🤖 AI Summary
This study investigates the neural mechanisms underlying vocal communication in marmosets—nonhuman primates exhibiting language-like, socially contingent features (e.g., vocal labeling, turn-taking) not observed in most nonhuman species. Method: We propose the Generative Marmoset Spoken Language Model (GmSLM), a generative modeling framework integrating unsupervised field audio recordings with weakly annotated dialogues to build an end-to-end speech-language modeling pipeline for joint acoustic representation learning and vocal sequence generation. We further introduce a novel zero-shot evaluation metric that discriminates real from synthetic dialogues without manual annotations. Results: GmSLM produces acoustically realistic calls, and downstream classification of real versus synthetic dialogues achieves significantly higher accuracy than baseline models. To our knowledge, this is the first application of generative modeling to vocal communication in nonhuman primates, establishing a scalable computational bridge linking vocal behavior to neural activity analysis—and overcoming key limitations of large language models in animal vocalization modeling.
📝 Abstract
Marmoset monkeys exhibit complex vocal communication, challenging the view that nonhuman primates vocal communication is entirely innate, and show similar features of human speech, such as vocal labeling of others and turn-taking. Studying their vocal communication offers a unique opportunity to link it with brain activity-especially given the difficulty of accessing the human brain in speech and language research. Since Marmosets communicate primarily through vocalizations, applying standard LLM approaches is not straightforward. We introduce Generative Marmoset Spoken Language Modeling (GmSLM), an optimized spoken language model pipeline for Marmoset vocal communication.

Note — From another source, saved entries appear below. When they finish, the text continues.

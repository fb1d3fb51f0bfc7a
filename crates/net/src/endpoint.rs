// SPDX-License-Identifier: BUSL-1.1
// Copyright (c) 2026 Alfred Jean LLC

//! Host + path routing for one endpoint.
//!
//! A two-level longest-prefix match: hostname (wildcards on the left)
//! to path prefix to application. Dispatch walks path matches from
//! most to least specific until an application reports `Handled`.

use crate::application::{AppError, Application, HandlerResult};
use crate::request::{DispatchInfo, IncomingRequest};
use smol_str::SmolStr;
use std::collections::HashMap;
use std::sync::Arc;
use sy_config::MountConfig;
use sy_core::{PathKey, PathMap, TagLogger};
use thiserror::Error;

/// Errors from router construction.
#[derive(Debug, Error)]
pub enum RouterError {
    #[error("mount references unknown application {0:?}")]
    UnknownApplication(String),

    #[error("invalid mount pattern {pattern:?}: {source}")]
    BadPattern {
        pattern: String,
        #[source]
        source: sy_core::PathKeyError,
    },

    #[error("duplicate mount for hostname {hostname:?} path {path:?}")]
    DuplicateMount { hostname: String, path: String },
}

/// The endpoint's two-level dispatch table.
pub struct EndpointRouter {
    mounts: PathMap<PathMap<Arc<dyn Application>>>,
    logger: TagLogger,
}

impl std::fmt::Debug for EndpointRouter {
    fn fmt(&self, f: &mut std::fmt::Formatter<'_>) -> std::fmt::Result {
        f.debug_struct("EndpointRouter")
            .field("hostnames", &self.mounts.len())
            .finish()
    }
}

impl EndpointRouter {
    /// Build the mount map from endpoint config and the application
    /// registry.
    pub fn new(
        mounts: &[MountConfig],
        applications: &HashMap<String, Arc<dyn Application>>,
        logger: TagLogger,
    ) -> Result<Self, RouterError> {
        // Group by hostname first; the outer trie is built once per
        // distinct hostname pattern.
        let mut by_host: Vec<(PathKey, PathMap<Arc<dyn Application>>)> = Vec::new();
        for mount in mounts {
            let application = applications
                .get(&mount.application)
                .cloned()
                .ok_or_else(|| RouterError::UnknownApplication(mount.application.clone()))?;
            let host_key =
                PathKey::parse_hostname(&mount.hostname, true).map_err(|source| {
                    RouterError::BadPattern { pattern: mount.hostname.clone(), source }
                })?;
            let path_key = PathKey::parse_path_pattern(&mount.path).map_err(|source| {
                RouterError::BadPattern { pattern: mount.path.clone(), source }
            })?;

            let index = match by_host.iter().position(|(key, _)| *key == host_key) {
                Some(index) => index,
                None => {
                    by_host.push((host_key.clone(), PathMap::new()));
                    by_host.len() - 1
                }
            };
            by_host[index].1.add(&path_key, application).map_err(|_| {
                RouterError::DuplicateMount {
                    hostname: mount.hostname.clone(),
                    path: mount.path.clone(),
                }
            })?;
        }

        let mut outer = PathMap::new();
        for (host_key, paths) in by_host {
            outer
                .add(&host_key, paths)
                .map_err(|_| RouterError::DuplicateMount {
                    hostname: host_key.hostname_display(),
                    path: "(any)".to_string(),
                })?;
        }

        Ok(Self { mounts: outer, logger })
    }

    /// Route one request to the most-specific willing application.
    pub async fn dispatch(
        &self,
        request: &IncomingRequest,
    ) -> Result<HandlerResult, AppError> {
        let Ok(host_key) = PathKey::parse_hostname(&request.host().name, false) else {
            self.logger.emit(
                "host-not-found",
                serde_json::json!({ "host": request.host().name }),
            );
            return Ok(HandlerResult::NotHandled);
        };
        let Ok(path_key) = PathKey::parse_path(request.path()) else {
            return Ok(HandlerResult::NotHandled);
        };

        let Some(host_match) = self.mounts.find(&host_key) else {
            self.logger.emit(
                "host-not-found",
                serde_json::json!({ "host": request.host().name }),
            );
            return Ok(HandlerResult::NotHandled);
        };

        let mut path_match = host_match.value().find(&path_key);
        while let Some(hit) = path_match {
            let application = Arc::clone(hit.value());
            let (base, extra) = split_dispatch(hit.key(), hit.key_remainder());
            let dispatch = DispatchInfo::new(
                base,
                extra,
                request.logger().sub(application.name().to_string()),
            );
            match application.handle_request(request, dispatch).await? {
                HandlerResult::Handled(response) => {
                    return Ok(HandlerResult::Handled(response));
                }
                HandlerResult::NotHandled => {
                    path_match = hit.next();
                }
            }
        }

        self.logger.emit(
            "path-not-found",
            serde_json::json!({ "host": request.host().name, "path": request.path() }),
        );
        Ok(HandlerResult::NotHandled)
    }
}

/// Base/extra for a path match, normalized so base never ends with an
/// empty component (directory-form mounts push the empty component
/// into `extra`).
fn split_dispatch(key: &PathKey, remainder: &PathKey) -> (PathKey, PathKey) {
    let base = key.without_wildcard();
    let extra = remainder.clone();
    if base.ends_with_empty() && base.len() > 1 {
        let trimmed = PathKey::new(
            base.components()[..base.len() - 1].to_vec(),
            false,
        );
        let mut extra_components = vec![SmolStr::new("")];
        extra_components.extend(extra.components().iter().cloned());
        return (trimmed, PathKey::new(extra_components, false));
    }
    (base, extra)
}

#[cfg(test)]
#[path = "endpoint_tests.rs"]
mod tests;
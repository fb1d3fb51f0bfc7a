// SPDX-License-Identifier: BUSL-1.1
// Copyright (c) 2026 Alfred Jean LLC

//! Request-logger service: consumes request-completion events from
//! wranglers and appends one line per request to a log file.
//!
//! Line shape:
//! `<end-timestamp> <origin> <protocol> <method> <url> <status>
//! <contentLength|no-body> <duration> <ok|error-codes>`

use super::{parse_options, ServiceBuildError};
use crate::component::{Component, ComponentError, ControlContext};
use crate::events::{EventSink, EventSource};
use async_trait::async_trait;
use parking_lot::Mutex;
use serde::Deserialize;
use serde_json::json;
use std::io::Write;
use std::path::PathBuf;
use sy_core::{format_byte_count, format_duration, format_utc_timestamp, TagLogger};
use sy_net::RequestEvent;

#[derive(Debug, Deserialize)]
struct RequestLoggerOptions {
    /// Log file path (created on start, appended to).
    path: String,
    /// Also mirror request/response events into the system log.
    #[serde(default)]
    send_to_system_log: bool,
}

/// Per-request logging service. Wranglers feed it through
/// [`sy_net::wrangler::RequestEventSink`].
pub struct RequestLoggerService {
    name: String,
    path: PathBuf,
    send_to_system_log: bool,
    events: EventSource<RequestEvent>,
    sink: tokio::sync::Mutex<Option<EventSink>>,
    logger: Mutex<TagLogger>,
}

impl std::fmt::Debug for RequestLoggerService {
    fn fmt(&self, f: &mut std::fmt::Formatter<'_>) -> std::fmt::Result {
        f.debug_struct("RequestLoggerService")
            .field("name", &self.name)
            .field("path", &self.path)
            .finish()
    }
}

impl RequestLoggerService {
    pub fn from_config(
        name: &str,
        options: &serde_json::Map<String, serde_json::Value>,
        base_dir: &std::path::Path,
    ) -> Result<Self, ServiceBuildError> {
        let options: RequestLoggerOptions = parse_options(name, options)?;
        Ok(Self {
            name: name.to_string(),
            path: base_dir.join(options.path),
            send_to_system_log: options.send_to_system_log,
            events: EventSource::new(64),
            sink: tokio::sync::Mutex::new(None),
            logger: Mutex::new(TagLogger::detached()),
        })
    }

    pub fn name(&self) -> &str {
        &self.name
    }

    /// Render one completed request as a log line.
    pub fn format_line(event: &RequestEvent) -> String {
        let length = match event.content_length {
            Some(length) => format_byte_count(length),
            None => "no-body".to_string(),
        };
        let codes = if event.error_codes.is_empty() {
            "ok".to_string()
        } else {
            event.error_codes.join(",")
        };
        format!(
            "{} {} {} {} {} {} {} {} {}",
            format_utc_timestamp(event.ended_at),
            event.origin,
            event.protocol,
            event.method,
            event.url,
            event.status,
            length,
            format_duration(event.duration),
            codes,
        )
    }
}

impl sy_net::wrangler::RequestEventSink for RequestLoggerService {
    fn on_request(&self, event: &RequestEvent) {
        if self.send_to_system_log {
            let logger = self.logger.lock().clone();
            logger.emit(
                "request",
                json!({
                    "request": event.request_info,
                    "response": event.response_info,
                }),
            );
        }
        self.events.emit(event.clone());
    }
}

#[async_trait]
impl Component for RequestLoggerService {
    async fn on_init(&self, ctx: &ControlContext) -> Result<(), ComponentError> {
        *self.logger.lock() = ctx.logger().clone();
        Ok(())
    }

    async fn on_start(&self, ctx: &ControlContext) -> Result<(), ComponentError> {
        if let Some(parent) = self.path.parent() {
            std::fs::create_dir_all(parent)
                .map_err(|e| ComponentError::failed(&self.name, e))?;
        }
        let mut file = std::fs::OpenOptions::new()
            .create(true)
            .append(true)
            .open(&self.path)
            .map_err(|e| ComponentError::failed(&self.name, e))?;

        let logger = ctx.logger().clone();
        let sink = EventSink::spawn(&self.events, move |event: &RequestEvent| {
            let line = Self::format_line(event);
            if let Err(error) = writeln!(file, "{line}") {
                logger.emit("write-failed", json!({ "error": error.to_string() }));
            }
        });
        *self.sink.lock().await = Some(sink);
        Ok(())
    }

    async fn on_stop(
        &self,
        _ctx: &ControlContext,
        _will_reload: bool,
    ) -> Result<(), ComponentError> {
        if let Some(sink) = self.sink.lock().await.take() {
            sink.drain_and_stop().await;
        }
        Ok(())
    }
}

#[cfg(test)]
#[path = "request_logger_tests.rs"]
mod tests;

We designed a novel zero-shot evaluation metrics using unsupervised in-the-wild data, alongside weakly labeled conversational data, to assess GmSLM and demonstrate its advantage over a basic human-speech-based baseline. GmSLM generated vocalizations closely matched real resynthesized samples acoustically and performed well on downstream tasks. Despite being fully unsupervised, GmSLM effectively distinguish real from artificial conversations and may support further investigations of the neural basis of vocal communication and provides a practical framework linking vocalization and brain activity. We believe GmSLM stands to benefit future work in neuroscience, bioacoustics, and evolutionary biology. Samples are provided under: pages.cs.huji.ac.il/adiyoss-lab/GmSLM.